The second algorithm implemented in the software is a cross-correlation algorithm. Similar to the matched filter, it involves extracting a 16 by 16 pixel sub-image containing the star in ques-tion. The algorithm takes the FFT of the data and cross-correlates with the FFT of a Gaussian PSF. A paraboloid is then fitted to the peak of the cross-correlation result, producing a (pixel, line) center solution for the star.
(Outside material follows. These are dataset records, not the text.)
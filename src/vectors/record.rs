use std::fmt;

use crate::vectors::cell::Cell;

/// Columns of the per-method motion-vector CSV schema, in canonical header order.
#[derive(Clone, Copy, Debug, PartialEq, Eq, Hash, PartialOrd, Ord)]
pub enum Column {
    /// `frame`
    Frame,
    /// `method_id`
    MethodId,
    /// `source`
    Source,
    /// `w`
    W,
    /// `h`
    H,
    /// `src_x`
    SrcX,
    /// `src_y`
    SrcY,
    /// `dst_x`
    DstX,
    /// `dst_y`
    DstY,
    /// `flags`
    Flags,
    /// `motion_x`
    MotionX,
    /// `motion_y`
    MotionY,
    /// `motion_scale`
    MotionScale,
}

impl Column {
    /// Number of known columns.
    pub const COUNT: usize = 13;

    /// Every known column in canonical order.
    pub const ALL: [Column; Column::COUNT] = [
        Column::Frame,
        Column::MethodId,
        Column::Source,
        Column::W,
        Column::H,
        Column::SrcX,
        Column::SrcY,
        Column::DstX,
        Column::DstY,
        Column::Flags,
        Column::MotionX,
        Column::MotionY,
        Column::MotionScale,
    ];

    /// Columns a row must have values for to survive loading.
    pub const REQUIRED: [Column; 5] = [
        Column::Frame,
        Column::SrcX,
        Column::SrcY,
        Column::DstX,
        Column::DstY,
    ];

    /// Header name.
    pub fn name(self) -> &'static str {
        match self {
            Column::Frame => "frame",
            Column::MethodId => "method_id",
            Column::Source => "source",
            Column::W => "w",
            Column::H => "h",
            Column::SrcX => "src_x",
            Column::SrcY => "src_y",
            Column::DstX => "dst_x",
            Column::DstY => "dst_y",
            Column::Flags => "flags",
            Column::MotionX => "motion_x",
            Column::MotionY => "motion_y",
            Column::MotionScale => "motion_scale",
        }
    }

    /// Look a header name up.
    pub fn from_name(name: &str) -> Option<Self> {
        Self::ALL.into_iter().find(|c| c.name() == name)
    }

    /// The canonical header line.
    pub fn canonical_header() -> String {
        Self::ALL.map(Column::name).join(",")
    }
}

/// A column as it appears in a loaded table: one of the known columns, or an extra
/// column carried through verbatim.
#[derive(Clone, Debug, PartialEq, Eq)]
pub enum ColumnKey {
    /// A schema column, stored as a typed field.
    Known(Column),
    /// An unrecognised column; `slot` indexes [`MotionVectorRecord::extra`].
    Extra {
        /// Header name.
        name: String,
        /// Position in the record's extra values.
        slot: usize,
    },
}

impl ColumnKey {
    /// Header name.
    pub fn name(&self) -> &str {
        match self {
            ColumnKey::Known(c) => c.name(),
            ColumnKey::Extra { name, .. } => name,
        }
    }
}

/// One field of a record, as seen by the differ.
#[derive(Clone, Copy, Debug)]
pub enum FieldValue<'a> {
    /// A coerced numeric column.
    Number(Cell),
    /// An extra column, compared as text; empty text is null.
    Text(Option<&'a str>),
}

impl FieldValue<'_> {
    /// Whether the value is null/NaN.
    pub fn is_null(&self) -> bool {
        match self {
            FieldValue::Number(c) => c.is_missing(),
            FieldValue::Text(t) => t.is_none(),
        }
    }

    /// Exact equality with no tolerance. A null never equals a non-null.
    pub fn same_as(&self, other: &FieldValue<'_>) -> bool {
        match (self, other) {
            (FieldValue::Number(a), FieldValue::Number(b)) => match (a.value(), b.value()) {
                (Some(x), Some(y)) => x == y,
                (None, None) => true,
                _ => false,
            },
            (FieldValue::Text(a), FieldValue::Text(b)) => a == b,
            (FieldValue::Number(n), FieldValue::Text(t))
            | (FieldValue::Text(t), FieldValue::Number(n)) => {
                matches!((n.value(), t.map(Cell::parse)), (Some(x), Some(Cell::Present(y))) if x == y)
            }
        }
    }
}

impl fmt::Display for FieldValue<'_> {
    fn fmt(&self, f: &mut fmt::Formatter<'_>) -> fmt::Result {
        match self {
            FieldValue::Number(c) => c.fmt(f),
            FieldValue::Text(Some(t)) => f.write_str(t),
            FieldValue::Text(None) => f.write_str("nan"),
        }
    }
}

/// One block-motion estimate produced by one extraction method.
///
/// The five required fields are plain numbers: rows lacking any of them never make it
/// out of the loader.
#[derive(Clone, Debug, PartialEq)]
pub struct MotionVectorRecord {
    /// Frame number as read; see [`MotionVectorRecord::frame_number`].
    pub frame: f64,
    /// Producing method.
    pub method_id: Cell,
    /// Passthrough.
    pub source: Cell,
    /// Passthrough block width.
    pub w: Cell,
    /// Passthrough block height.
    pub h: Cell,
    /// Origin x.
    pub src_x: f64,
    /// Origin y.
    pub src_y: f64,
    /// Destination x.
    pub dst_x: f64,
    /// Destination y.
    pub dst_y: f64,
    /// Passthrough.
    pub flags: Cell,
    /// Displacement x; derived as `dst_x - src_x` when the column is absent.
    pub motion_x: Cell,
    /// Displacement y; derived as `dst_y - src_y` when the column is absent.
    pub motion_y: Cell,
    /// Passthrough.
    pub motion_scale: Cell,
    /// Values of extra columns, in header order.
    pub extra: Vec<Option<String>>,
}

impl MotionVectorRecord {
    /// A record with derived motion and no metadata.
    pub fn new(frame: u64, src: (f64, f64), dst: (f64, f64)) -> Self {
        Self {
            frame: frame as f64,
            method_id: Cell::Missing,
            source: Cell::Missing,
            w: Cell::Missing,
            h: Cell::Missing,
            src_x: src.0,
            src_y: src.1,
            dst_x: dst.0,
            dst_y: dst.1,
            flags: Cell::Missing,
            motion_x: Cell::Present(dst.0 - src.0),
            motion_y: Cell::Present(dst.1 - src.1),
            motion_scale: Cell::Missing,
            extra: Vec::new(),
        }
    }

    /// Set the producing method.
    pub fn with_method(mut self, method_id: i64) -> Self {
        self.method_id = Cell::Present(method_id as f64);
        self
    }

    /// The frame as an index, if it is a non-negative integer. Rows with fractional
    /// frame numbers are kept but never match a frame lookup.
    pub fn frame_number(&self) -> Option<u64> {
        (self.frame.is_finite() && self.frame >= 0.0 && self.frame.fract() == 0.0)
            .then_some(self.frame as u64)
    }

    /// Typed access to a known column.
    pub fn cell(&self, column: Column) -> Cell {
        match column {
            Column::Frame => Cell::from_f64(self.frame),
            Column::MethodId => self.method_id,
            Column::Source => self.source,
            Column::W => self.w,
            Column::H => self.h,
            Column::SrcX => Cell::from_f64(self.src_x),
            Column::SrcY => Cell::from_f64(self.src_y),
            Column::DstX => Cell::from_f64(self.dst_x),
            Column::DstY => Cell::from_f64(self.dst_y),
            Column::Flags => self.flags,
            Column::MotionX => self.motion_x,
            Column::MotionY => self.motion_y,
            Column::MotionScale => self.motion_scale,
        }
    }

    /// Field lookup for the differ.
    pub fn value(&self, key: &ColumnKey) -> FieldValue<'_> {
        match key {
            ColumnKey::Known(c) => FieldValue::Number(self.cell(*c)),
            ColumnKey::Extra { slot, .. } => {
                FieldValue::Text(self.extra.get(*slot).and_then(|v| v.as_deref()))
            }
        }
    }

    /// Euclidean displacement length; NaN when either component is missing.
    pub fn magnitude(&self) -> f64 {
        self.motion_x.or_nan().hypot(self.motion_y.or_nan())
    }
}

#[cfg(test)]
#[path = "../../tests/unit/vectors/record.rs"]
mod tests;
use crate::foundation::error::{MvError, MvResult};

/// Inclusive frame range `[start, end]` used by the comparison tools.
#[derive(Clone, Copy, Debug, PartialEq, Eq, serde::Serialize, serde::Deserialize)]
pub struct FrameRange {
    /// First frame, inclusive.
    pub start: u64,
    /// Last frame, inclusive.
    pub end: u64,
}

impl FrameRange {
    /// Build a range, rejecting `start > end`.
    pub fn new(start: u64, end: u64) -> MvResult<Self> {
        if start > end {
            return Err(MvError::argument(format!(
                "start_frame ({start}) must be <= end_frame ({end})"
            )));
        }
        Ok(Self { start, end })
    }

    /// Number of frames covered (always at least one).
    pub fn len_frames(self) -> u64 {
        self.end - self.start + 1
    }

    /// Iterate over every frame number in ascending order.
    pub fn frames(self) -> std::ops::RangeInclusive<u64> {
        self.start..=self.end
    }
}

/// Pixel dimensions of a canvas or video stream.
#[derive(Clone, Copy, Debug, PartialEq, Eq, serde::Serialize, serde::Deserialize)]
pub struct Canvas {
    /// Width in pixels.
    pub width: u32,
    /// Height in pixels.
    pub height: u32,
}

impl Canvas {
    /// Build a canvas, rejecting zero dimensions.
    pub fn new(width: u32, height: u32) -> MvResult<Self> {
        if width == 0 || height == 0 {
            return Err(MvError::validation("canvas width/height must be non-zero"));
        }
        Ok(Self { width, height })
    }

    /// Byte length of an RGBA8 buffer of this size.
    pub fn rgba_len(self) -> usize {
        self.width as usize * self.height as usize * 4
    }
}

/// Straight (non-premultiplied) opaque RGB color.
#[derive(Clone, Copy, Debug, Default, PartialEq, Eq, serde::Serialize, serde::Deserialize)]
pub struct Rgb8 {
    /// Red.
    pub r: u8,
    /// Green.
    pub g: u8,
    /// Blue.
    pub b: u8,
}

impl Rgb8 {
    /// Build a color from its channels.
    pub const fn new(r: u8, g: u8, b: u8) -> Self {
        Self { r, g, b }
    }

    /// Opaque black.
    pub const BLACK: Self = Self::new(0, 0, 0);
    /// Opaque white.
    pub const WHITE: Self = Self::new(255, 255, 255);

    /// RGBA8 with full alpha; identical in straight and premultiplied form.
    pub fn to_rgba8(self) -> [u8; 4] {
        [self.r, self.g, self.b, 255]
    }
}

#[cfg(test)]
#[path = "../../tests/unit/foundation/core.rs"]
mod tests;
Figure 6 shows the Gaussian model function on the left and on the right the extracted area containing the same star with the unknown center as in Figure 4. Figure 7 shows the cross-correlation result and the fitted paraboloid. The (pixel, line) center for the star in the 16 by 16 pixel sub-array is (8.35, 10.70). Like the matched filter, the cross-correlation algorithm has prov-en useful for generating an initial guess for the center of the star. This algorithm, however, does not appear to be as robust as the matched-filter algorithm in pulling a weak signal (i.e., a dim star) out of the noise.

Figure 6. Left: the Gaussian model function for the cross-correlation. Right: the extracted sub-image containing star of unknown center. The axes represent increasing pixel and line in the sub-array and

the bar represents the linear color scaling [DN].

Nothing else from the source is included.